Previous: Analysis. Next: References. Up: Index.
During the embedding, sneer
will display the current state of the output configuration. But you can also use a standalone function to visualize the coordinates (or any 2D matrix), so we’ll look at that first while we run through the different options available.
embed_plot
embed_plot
is a function you can use to easily view the results of the plot. Just looking at the output as an undifferentiated mass is rarely enlightening, so you will normally want to color the points in some way. Three main strategies come to mind:
embed_plot
can help you with that. However, if you go with the categories-to-colors plot, you won’t get a legend, so you will be able to discern any clustering by the colors, but you won’t know which color maps to which category. Sorry. I was unable to find a satisfactory solution with the standard graphics::plot
commands that could guarantee the legend would be in a sensible place and location for arbitrary numbers of categories and category names of arbitrary length.
Anyway, let’s run through some examples. Let’s do a quick tsne embedding on our old friend the iris dataset, and lets extract the degree centrality (deg
) and embedding error (pcost
) of each node too so we have something numeric to project onto the plot.
tsne_iris <- sneer(iris, max_iter = 200, ret = c("deg", "pcost"))
Let’s take a look at the embedding:
Well, that’s garish. This is because you haven’t provided any color information, so the default is that each point gets its own color from the default color scheme, which happens to be the grDevices::rainbow
function. This might be useful for some simulation data sets where the data is produced by a sequential function of some kind (e.g. a random walk or a path around a circle or some other parametric function) and the progression of the color gives some clue about location.
You can also omit the “$coords” bit when passing the result of sneer
to embed_plot
:
embed_plot(tsne_iris$coords)
# Same as the above, less typing
embed_plot(tsne_iris)
colors
If you just want everything to be one color, pass that to the colors
parameter:
If you have a preset vector of colors, that makes a lot more sense. Perhaps, inspired by the technicolor dream plot of the first example, you want each iris to have its own random color:
niris <- nrow(iris)
iris_colors <- rgb(runif(niris), runif(niris), runif(niris))
Beautiful.
More sensibly, the datasets used in How to use t-SNE Effectively, and available in the github package snedata have a pre-calculated color
column.
Do the installation, and then carry out PCA on the three clusters simulation data:
devtools::install_github("jlmelville/snedata")
library("snedata")
three_c <- three_clusters_data(50)
pca_3c <- sneer(three_c, method = "pca")
View the results with a less foolish set of colors than random:
Back to our long-suffering iris example. It consists of measurements of the sepal and petal dimensions of 150 flowers, from 3 species: Iris setosa, Iris versicolor and Iris virginica. That species information is in the iris$Species
column, so it would be natural to map from those categories to colors.

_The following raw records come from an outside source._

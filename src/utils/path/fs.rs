//! Path normalization utilities.
//!
//! - `normalize_path` - file system paths (canonicalize + fallback)
//! - `resolve_path` - lexical resolution against a base directory

use std::path::{Component, Path, PathBuf};

/// Normalize a file system path to absolute form.
///
/// Tries `canonicalize()` first (resolves symlinks, `.`, `..`).
/// Falls back to:
/// - Return as-is if already absolute
/// - Join with current directory if relative
///
/// Every path stored in the partial identity set and every path looked up
/// in it goes through this function, so both sides agree.
#[inline]
pub fn normalize_path(path: &Path) -> PathBuf {
    path.canonicalize().unwrap_or_else(|_| {
        if path.is_absolute() {
            path.to_path_buf()
        } else {
            std::env::current_dir().map_or_else(|_| path.to_path_buf(), |cwd| cwd.join(path))
        }
    })
}

/// Resolve `path` against `base` without touching the filesystem.
///
/// Absolute paths are returned as-is (after lexical cleanup). `.` segments
/// are dropped and `..` pops the previous segment, never above the root.
///
/// # Example
/// ```ignore
/// resolve_path(Path::new("assets/../img/a.png"), Path::new("/site"))
///     // -> /site/img/a.png
/// ```
pub fn resolve_path(path: &Path, base: &Path) -> PathBuf {
    let joined = if path.is_absolute() {
        path.to_path_buf()
    } else {
        base.join(path)
    };

    let mut out = PathBuf::new();
    for component in joined.components() {
        match component {
            Component::CurDir => {}
            Component::ParentDir => {
                if !matches!(
                    out.components().next_back(),
                    None | Some(Component::RootDir | Component::Prefix(_))
                ) {
                    out.pop();
                }
            }
            other => out.push(other.as_os_str()),
        }
    }
    out
}
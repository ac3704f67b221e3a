//! Built-in helpers.

use std::path::{Path, PathBuf};

use handlebars::{
    Context, Handlebars, Helper, HelperDef, RenderContext, RenderError, RenderErrorReason,
    ScopedJson,
};
use serde_json::Value;

use crate::utils::path::resolve_path;

/// Name of the root-resolving helper. Reserved: user helpers cannot take it.
pub const RESOLVE_FROM_ROOT: &str = "resolve-from-root";

/// A user-supplied helper, registered once for the whole session.
pub type BoxedHelper = Box<dyn HelperDef + Send + Sync + 'static>;

/// `{{resolve-from-root "assets/logo.svg"}}` -> `/abs/root/assets/logo.svg`
///
/// Resolution is lexical: the target does not need to exist.
#[derive(Debug, Clone)]
pub struct ResolveFromRoot {
    root: PathBuf,
}

impl ResolveFromRoot {
    pub fn new(root: &Path) -> Self {
        Self {
            root: root.to_path_buf(),
        }
    }

    fn resolve(&self, path: &str) -> String {
        resolve_path(Path::new(path), &self.root)
            .to_string_lossy()
            .into_owned()
    }
}

impl HelperDef for ResolveFromRoot {
    fn call_inner<'reg: 'rc, 'rc>(
        &self,
        h: &Helper<'rc>,
        _: &'reg Handlebars<'reg>,
        _: &'rc Context,
        _: &mut RenderContext<'reg, 'rc>,
    ) -> Result<ScopedJson<'rc>, RenderError> {
        let param = h
            .param(0)
            .ok_or(RenderErrorReason::ParamNotFoundForIndex(RESOLVE_FROM_ROOT, 0))?;
        let path = param
            .value()
            .as_str()
            .ok_or(RenderErrorReason::InvalidParamType("string"))?;

        Ok(ScopedJson::Derived(Value::String(self.resolve(path))))
    }
}

#[cfg(test)]
mod tests {
    use super::*;
    use serde_json::json;

    fn registry(root: &str) -> Handlebars<'static> {
        let mut hbs = Handlebars::new();
        hbs.register_helper(RESOLVE_FROM_ROOT, Box::new(ResolveFromRoot::new(Path::new(root))));
        hbs
    }

    #[test]
    fn test_resolve_relative() {
        let out = registry("/site")
            .render_template(r#"{{resolve-from-root "img/a.png"}}"#, &json!({}))
            .unwrap();
        assert_eq!(out, "/site/img/a.png");
    }

    #[test]
    fn test_resolve_from_context_value() {
        let out = registry("/site")
            .render_template("{{resolve-from-root file}}", &json!({"file": "../up.css"}))
            .unwrap();
        assert_eq!(out, "/up.css");
    }

    #[test]
    fn test_resolve_as_subexpression() {
        let out = registry("/site")
            .render_template(
                r#"{{#with (resolve-from-root "x.txt")}}[{{this}}]{{/with}}"#,
                &json!({}),
            )
            .unwrap();
        assert_eq!(out, "[/site/x.txt]");
    }

    #[test]
    fn test_missing_param_is_error() {
        let err = registry("/site")
            .render_template("{{resolve-from-root}}", &json!({}))
            .unwrap_err();
        assert!(err.to_string().contains(RESOLVE_FROM_ROOT));
    }
}
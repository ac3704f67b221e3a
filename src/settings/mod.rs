//! Settings loading with last-known-good fallback.
//!
//! The settings document is read and parsed on every page render. Settings
//! files are edited live and are often invalid for a moment (a missing
//! comma mid-edit), so a parse failure does not fail the render:
//!
//! ```text
//! read (must succeed) ─► parse ─┬─ ok  ─► Fresh(value) ─► persist last-known-good
//!                               └─ err ─► Stale(fallback)   (resolved on first read)
//! ```
//!
//! The fallback is only read from disk when the context resolver actually
//! asks for the settings value.

mod fallback;

use std::fs;
use std::path::{Path, PathBuf};

use serde_json::Value;
use thiserror::Error;

pub use fallback::{Fallback, LastKnownGood};

// ============================================================================
// Errors
// ============================================================================

/// Settings document could not be parsed.
#[derive(Debug, Error)]
pub enum ParseError {
    #[error(transparent)]
    Json(#[from] serde_json::Error),
    #[error(transparent)]
    Toml(#[from] toml::de::Error),
}

/// Errors surfaced while loading or resolving settings.
#[derive(Debug, Error)]
pub enum SettingsError {
    /// The settings document itself could not be read. Fatal for the render.
    #[error("failed to read settings `{0}`")]
    Read(PathBuf, #[source] std::io::Error),

    /// Settings were malformed and no last-known-good copy exists yet.
    #[error("settings are malformed and no last-known-good copy exists at `{0}`")]
    NoFallback(PathBuf),

    /// The last-known-good copy exists but cannot be read or parsed.
    #[error("last-known-good settings at `{0}` are unusable")]
    InvalidFallback(PathBuf, #[source] Box<dyn std::error::Error + Send + Sync>),
}

// ============================================================================
// Format
// ============================================================================

/// Structured-data format of a settings document.
#[derive(Debug, Clone, Copy, PartialEq, Eq, Default)]
pub enum SettingsFormat {
    #[default]
    Json,
    Toml,
}

impl SettingsFormat {
    /// Pick a format from the file extension. Unknown extensions parse as JSON.
    pub fn from_path(path: &Path) -> Self {
        match path.extension().and_then(|e| e.to_str()) {
            Some(ext) if ext.eq_ignore_ascii_case("toml") => Self::Toml,
            _ => Self::Json,
        }
    }

    pub const fn extension(self) -> &'static str {
        match self {
            Self::Json => "json",
            Self::Toml => "toml",
        }
    }

    /// Parse `text` into a generic value tree.
    pub fn parse(self, text: &str) -> Result<Value, ParseError> {
        match self {
            Self::Json => Ok(serde_json::from_str(text)?),
            Self::Toml => Ok(toml::from_str(text)?),
        }
    }
}

// ============================================================================
// Snapshot
// ============================================================================

/// Settings as seen by one page render.
#[derive(Debug)]
pub enum SettingsSnapshot {
    /// Parsed from the current document.
    Fresh(Value),
    /// Current document is malformed; deferred last-known-good copy.
    Stale(Fallback),
}

impl SettingsSnapshot {
    /// Settings value, resolving the fallback on first access.
    pub fn value(&self) -> Result<&Value, SettingsError> {
        match self {
            Self::Fresh(value) => Ok(value),
            Self::Stale(fallback) => fallback.resolve(),
        }
    }

    /// Whether this snapshot came from the fallback.
    pub fn is_stale(&self) -> bool {
        matches!(self, Self::Stale(_))
    }
}

impl From<Value> for SettingsSnapshot {
    fn from(value: Value) -> Self {
        Self::Fresh(value)
    }
}

// ============================================================================
// Loader
// ============================================================================

/// Loads the settings document once per render.
#[derive(Debug)]
pub struct SettingsLoader {
    source: PathBuf,
    format: SettingsFormat,
    last_known_good: LastKnownGood,
}

impl SettingsLoader {
    /// Create a loader for `source`, keeping last-known-good copies in `cache_dir`.
    pub fn new(source: impl Into<PathBuf>, cache_dir: &Path) -> Self {
        let source = source.into();
        let format = SettingsFormat::from_path(&source);
        Self {
            last_known_good: LastKnownGood::new(cache_dir, format),
            source,
            format,
        }
    }

    /// Path of the settings document.
    pub fn source(&self) -> &Path {
        &self.source
    }

    /// Path of the last-known-good artifact.
    pub fn fallback_path(&self) -> &Path {
        self.last_known_good.path()
    }

    /// Move the last-known-good artifact to a new cache directory.
    pub fn set_cache_dir(&mut self, cache_dir: &Path) {
        self.last_known_good = LastKnownGood::new(cache_dir, self.format);
    }

    /// Read and parse the settings document.
    ///
    /// A read failure is returned as an error. A parse failure is not: the
    /// snapshot becomes a deferred reference to the last-known-good copy.
    pub fn load(&mut self) -> Result<SettingsSnapshot, SettingsError> {
        let text = fs::read_to_string(&self.source)
            .map_err(|err| SettingsError::Read(self.source.clone(), err))?;

        match self.format.parse(&text) {
            Ok(value) => {
                self.last_known_good.remember(&text);
                Ok(SettingsSnapshot::Fresh(value))
            }
            Err(_) => Ok(SettingsSnapshot::Stale(self.last_known_good.deferred())),
        }
    }
}
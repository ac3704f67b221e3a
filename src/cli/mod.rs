//! Command-line interface module.

mod args;
pub mod build;
pub mod project;
pub mod watch;

pub use args::{Cli, Commands};
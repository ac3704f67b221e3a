//! Watch command: build once, then re-render on file changes.
//!
//! ```text
//! notify → Debouncer → plan_changes → render (all | some) → WatchStatus
//! ```
//!
//! Partial edits go through [`Stage::handle_hot_update`]; a full reload
//! re-renders every page. Settings edits also re-render everything since
//! every page's context depends on them.

mod debouncer;

use std::fs;
use std::path::{Path, PathBuf};
use std::sync::mpsc::{self, RecvTimeoutError};

use anyhow::{Context, Result};
use notify::{RecursiveMode, Watcher};
use pagebars::logger::{status_error, status_success, status_unchanged};
use pagebars::utils::path::normalize_path;
use pagebars::{ReloadMessage, ReloadSink, Stage, debug, log};

use super::build::{BuildReport, is_page, output_path, render_all, render_some};
use super::project::Project;
use debouncer::{ChangeKind, Debouncer};

/// Reload sink for the terminal host: there is no browser to notify.
struct LogSink;

impl ReloadSink for LogSink {
    fn send(&mut self, message: &ReloadMessage) {
        log!("reload"; "{}", message.to_json());
    }
}

/// Directories the watch loop needs to tell changes apart.
#[derive(Debug)]
struct WatchPaths {
    pages_dir: PathBuf,
    output_dir: PathBuf,
    cache_dir: PathBuf,
    settings: PathBuf,
}

impl WatchPaths {
    fn new(project: &Project, stage: &Stage) -> Self {
        Self {
            pages_dir: normalize_path(&project.pages_dir()),
            output_dir: normalize_path(&project.output_dir()),
            cache_dir: normalize_path(stage.cache_dir()),
            settings: normalize_path(stage.settings_path()),
        }
    }

    /// Our own writes.
    fn is_generated(&self, path: &Path) -> bool {
        path.starts_with(&self.output_dir) || path.starts_with(&self.cache_dir)
    }
}

/// What a batch of changes requires.
#[derive(Debug, Default, PartialEq, Eq)]
struct Plan {
    full: bool,
    pages: Vec<PathBuf>,
    removed: Vec<PathBuf>,
}

impl Plan {
    fn is_empty(&self) -> bool {
        !self.full && self.pages.is_empty() && self.removed.is_empty()
    }
}

/// `pagebars watch`
pub fn watch_site(project: &Project) -> Result<()> {
    let mut stage = project.stage()?;
    let paths = WatchPaths::new(project, &stage);

    let (tx, rx) = mpsc::channel();
    let mut watcher = notify::recommended_watcher(move |res| {
        let _ = tx.send(res);
    })?;
    let root = project.root();
    watcher
        .watch(&root, RecursiveMode::Recursive)
        .with_context(|| format!("failed to watch `{}`", root.display()))?;

    report_status(&render_all(&mut stage, &project.pages_dir(), &project.output_dir())?);
    log!("watch"; "watching {}", root.display());

    let mut debouncer = Debouncer::new();
    loop {
        match rx.recv_timeout(debouncer.sleep_duration()) {
            Ok(Ok(event)) => debouncer.add_event(&event),
            Ok(Err(e)) => log!("watch"; "notify error: {}", e),
            Err(RecvTimeoutError::Timeout) => {}
            Err(RecvTimeoutError::Disconnected) => break,
        }

        let Some(changes) = debouncer.take_if_ready() else {
            continue;
        };

        let plan = plan_changes(&stage, &paths, &changes, &mut LogSink);
        if plan.is_empty() {
            status_unchanged("no page affected");
            continue;
        }
        if let Err(e) = apply_plan(&mut stage, project, &paths, &plan) {
            status_error("rebuild failed", &format!("{e:#}"));
        }
    }

    Ok(())
}

/// Classify debounced changes.
fn plan_changes(
    stage: &Stage,
    paths: &WatchPaths,
    changes: &[(PathBuf, ChangeKind)],
    sink: &mut dyn ReloadSink,
) -> Plan {
    let mut plan = Plan::default();

    for (path, kind) in changes {
        if paths.is_generated(path) {
            continue;
        }

        if stage.handle_hot_update(path, sink).is_handled() {
            plan.full = true;
            continue;
        }

        if *path == paths.settings {
            debug!("watch"; "settings {}", kind.label());
            plan.full = true;
            continue;
        }

        if path.starts_with(&paths.pages_dir) && is_page(path) {
            match kind {
                ChangeKind::Removed => plan.removed.push(path.clone()),
                ChangeKind::Created | ChangeKind::Modified => plan.pages.push(path.clone()),
            }
        }
    }

    plan
}

fn apply_plan(stage: &mut Stage, project: &Project, paths: &WatchPaths, plan: &Plan) -> Result<()> {
    for page in &plan.removed {
        if let Ok(rel) = page.strip_prefix(&paths.pages_dir) {
            let out = output_path(&project.output_dir(), rel);
            if let Err(e) = fs::remove_file(&out) {
                debug!("watch"; "failed to remove {}: {}", out.display(), e);
            }
        }
    }

    let report = if plan.full {
        render_all(stage, &project.pages_dir(), &project.output_dir())?
    } else {
        render_some(stage, &paths.pages_dir, &project.output_dir(), &plan.pages)
    };

    if plan.pages.is_empty() && !plan.full {
        status_success(&format!("removed {} page(s)", plan.removed.len()));
    } else {
        report_status(&report);
    }
    Ok(())
}

fn report_status(report: &BuildReport) {
    if report.is_ok() {
        status_success(&report.summary());
        return;
    }

    let detail = report
        .failed
        .iter()
        .map(|(path, err)| format!("{}: {}", path.display(), err))
        .collect::<Vec<_>>()
        .join("\n");
    status_error(&report.summary(), &detail);
}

To do this, pass the iris$Species
column to the x
argument. This argument can be a data frame or a column. embed_plot
will try and work out what to do based on what it’s passed. In this case, the result is:
Three species, three colors (sorry you can’t see a legend).
color_scheme
If you don’t like the color scheme used, you can change it by passing a different color function to color_scheme
. For example, here’s the use of the topo.colors
function, also from the grDevices
package, like rainbow
:
You can write your own color function as long as it follows the same interface as the ones in grDevices
: you pass in a single integer, n
, and you get back a vector of n
colors. For instance, perhaps you really liked those random colors. Enshrine your non-deterministic creativity as a function:
random_colors <- function(n) {
rgb(runif(n), runif(n), runif(n)
}
Now, whenever you want each iris species to get a random color, it’s as simple as:
RColorBrewer
If, like me, you have little creativity when it comes to picking color schemes, I recommend just deferring to the ColorBrewer color schemes (although other color schemes exist). These are available both for numerical scales, and for mapping categorically. Use the RColorBrewer package to get access to them in R. You need to install and load it manually if you want to use it with embed_plot
:
install.packages("RColorBrewer")
library(RColorBrewer)
To use a scheme from ColorBrewer, pass the name of a scheme to the color_scheme
parameter, rather than a function. Find the names by running RColorBrewer::brewer.pal.info()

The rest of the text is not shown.